A travers la conduite d’une pseudo-enquête, Losey livre une réflexion passionnante sur ce qui définit l’identité de chacun quand tout se dérobe et que tout se réduit à un nom interchangeable, c’est cette déshumanisation qui logiquement et inéluctablement conduit à la scène finale retraçant la rafle du « Vel d’Hiv ». Dans ce contexte, Delon pris d’une soudaine crise de lucidité pousse cette logique au fond et rien ne lui importe plus que de trouver la réponse à ses questions même si la déportation doit être au bout du chemin.
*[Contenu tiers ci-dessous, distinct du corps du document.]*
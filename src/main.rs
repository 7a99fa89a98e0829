use clap::Parser;
use eyre::{Context, Result};
use log::info;
use std::fs;
use std::path::PathBuf;

mod cli;
mod commands;
mod component;
mod config;
mod project;
mod registry;
mod template;
mod version;

use cli::{Cli, Commands};
use config::{Config, LogLevel};

fn setup_logging(log_level: LogLevel) -> Result<()> {
    // Create log directory
    let log_dir = dirs::data_local_dir()
        .unwrap_or_else(|| PathBuf::from("."))
        .join("sygaldry")
        .join("logs");

    fs::create_dir_all(&log_dir).context("Failed to create log directory")?;

    let log_file = log_dir.join("sygaldry.log");

    let target = Box::new(
        fs::OpenOptions::new()
            .create(true)
            .append(true)
            .open(&log_file)
            .context("Failed to open log file")?,
    );

    // RUST_LOG env var takes precedence, otherwise use config log_level
    let mut builder = env_logger::Builder::new();

    if std::env::var("RUST_LOG").is_ok() {
        builder.parse_default_env();
    } else {
        builder.filter_level(log_level.as_filter());
    }

    builder.target(env_logger::Target::Pipe(target)).init();

    info!("Logging initialized, writing to: {}", log_file.display());
    info!(
        "Log level: {} (from {})",
        log_level.as_filter(),
        if std::env::var("RUST_LOG").is_ok() { "RUST_LOG env" } else { "config" }
    );
    Ok(())
}

fn run(cli: Cli, config: Config) -> Result<()> {
    let root = match cli.cwd {
        Some(dir) => Config::expand_path(&dir),
        None => std::env::current_dir().context("Failed to determine current directory")?,
    };
    let ctx = commands::Context {
        config,
        root,
        quiet: cli.quiet,
    };

    match cli.command {
        Commands::Init {
            force,
            agent_dir,
            tool_dir,
            provider,
            model,
            registry,
        } => commands::init::run(
            commands::init::InitArgs {
                force,
                agent_dir,
                tool_dir,
                provider,
                model,
                registry,
            },
            &ctx,
        ),
        Commands::Add {
            component,
            source,
            provider,
            model,
            stream,
            with_lilypad,
            vars,
            force,
            no_deps,
            dry_run,
            format,
        } => commands::add::run(
            &component,
            source.as_deref(),
            commands::add::AddFlags {
                provider,
                model,
                stream,
                with_lilypad,
                vars,
                force,
                no_deps,
                dry_run,
            },
            format.unwrap_or(cli::OutputFormat::Text),
            &ctx,
        ),
        Commands::List {
            r#type,
            source,
            installed,
            format,
        } => commands::list::run(
            r#type.as_deref(),
            source.as_deref(),
            installed,
            cli::OutputFormat::resolve(format),
            &ctx,
        ),
        Commands::Search {
            query,
            r#type,
            source,
            format,
        } => commands::search::run(
            &query,
            r#type.as_deref(),
            source.as_deref(),
            cli::OutputFormat::resolve(format),
            &ctx,
        ),
        Commands::Build {
            registry_dir,
            output,
            check,
        } => commands::build::run(&registry_dir, output.as_deref(), check, &ctx),
        Commands::Docs { action } => commands::docs::run(action, &ctx),
        Commands::Source { action } => commands::source::run(action, &ctx),
        Commands::Completions { shell } => commands::completions::run(shell),
    }
}

fn main() -> Result<()> {
    // Parse CLI arguments first
    let cli = Cli::parse();

    // Load configuration (before logging, so log messages in Config::load are silent)
    let config = Config::load(cli.config.as_ref()).context("Failed to load configuration")?;

    let log_level = if cli.verbose { LogLevel::Debug } else { config.log_level };
    setup_logging(log_level).context("Failed to setup logging")?;

    info!("Starting sygaldry with config from: {:?}", cli.config);

    run(cli, config).context("Command failed")?;

    Ok(())
}
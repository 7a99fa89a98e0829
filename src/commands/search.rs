//! Search registry components

use eyre::Result;

use super::list::{ComponentInfo, print_components};
use super::{Context, parse_type};
use crate::cli::OutputFormat;
use crate::project::ProjectConfig;

pub fn run(
    query: &str,
    component_type: Option<&str>,
    source: Option<&str>,
    format: OutputFormat,
    ctx: &Context,
) -> Result<()> {
    let component_type = parse_type(component_type)?;
    let project = ProjectConfig::load_or_default(&ctx.root)?;
    let client = ctx.registry_client(&project, source)?;

    let mut infos = Vec::new();
    for loaded in client.load_all()? {
        let hits = loaded.index.search(query, component_type);
        log::info!("Source '{}': {} match(es) for '{}'", loaded.source.name, hits.len(), query);
        infos.extend(hits.into_iter().map(|e| ComponentInfo::from_entry(e, &loaded.source.name)));
    }

    print_components(&infos, format, &format!("No components match '{}'.", query))
}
Cette désincarnation est encore accentuée par le travail sur la photographie, tirant vers les gris, donnant un aspect spectral au film, Delon court tout le long du film après des fantômes (la scène du château où Delon pénètre dans un univers hors du temps rappelle le Bal des Vampires de Roman Polanski), des cadavres marchant derrière leurs ombres, impression encore renforcée par la rafle finale.
Néanmoins, même si le film articule une passionnante réflexion autour des deux thèmes que sont la recherche de l’identité et la description minutieuse de l’administration de Vichy, comme le rappelle Joseph Losey : « le thème de M. Klein, c’est l’indifférence, l’inhumanité de l’homme envers l’homme. Plus précisément, le film traite de l’inhumanité de la population française à l’égard de certains de ses représentants. Ce n’est pas un film sur les méchants Teutons. C’est un film qui montre ce que des gens très ordinaires, tels que nous pouvons en rencontrer autour de nous, sont capables de faire subir à d’autres gens ordinaires… ». Et c’est précisément ce qui fait froid dans le dos.

Postérité

En dépit des trois César qu’il reçoit, Monsieur Klein reçut un accueil tiède de la critique de l’époque. Sélectionné à Cannes, donné vainqueur de la palme d’or et du prix d’interprétation masculine, le film repart bredouille du festival. L’affiche du film décrivant une étoile jaune à l’intérieure de laquelle se détache le visage de Delon, a choqué le public lors de sa sortie et a probablement nui au potentiel du film. Cet accueil mitigé reflète indiscutablement l’ambiguïté des français envers une part sombre de leur histoire, ambiguïté que Monsieur Klein vient impitoyablement mettre en exergue.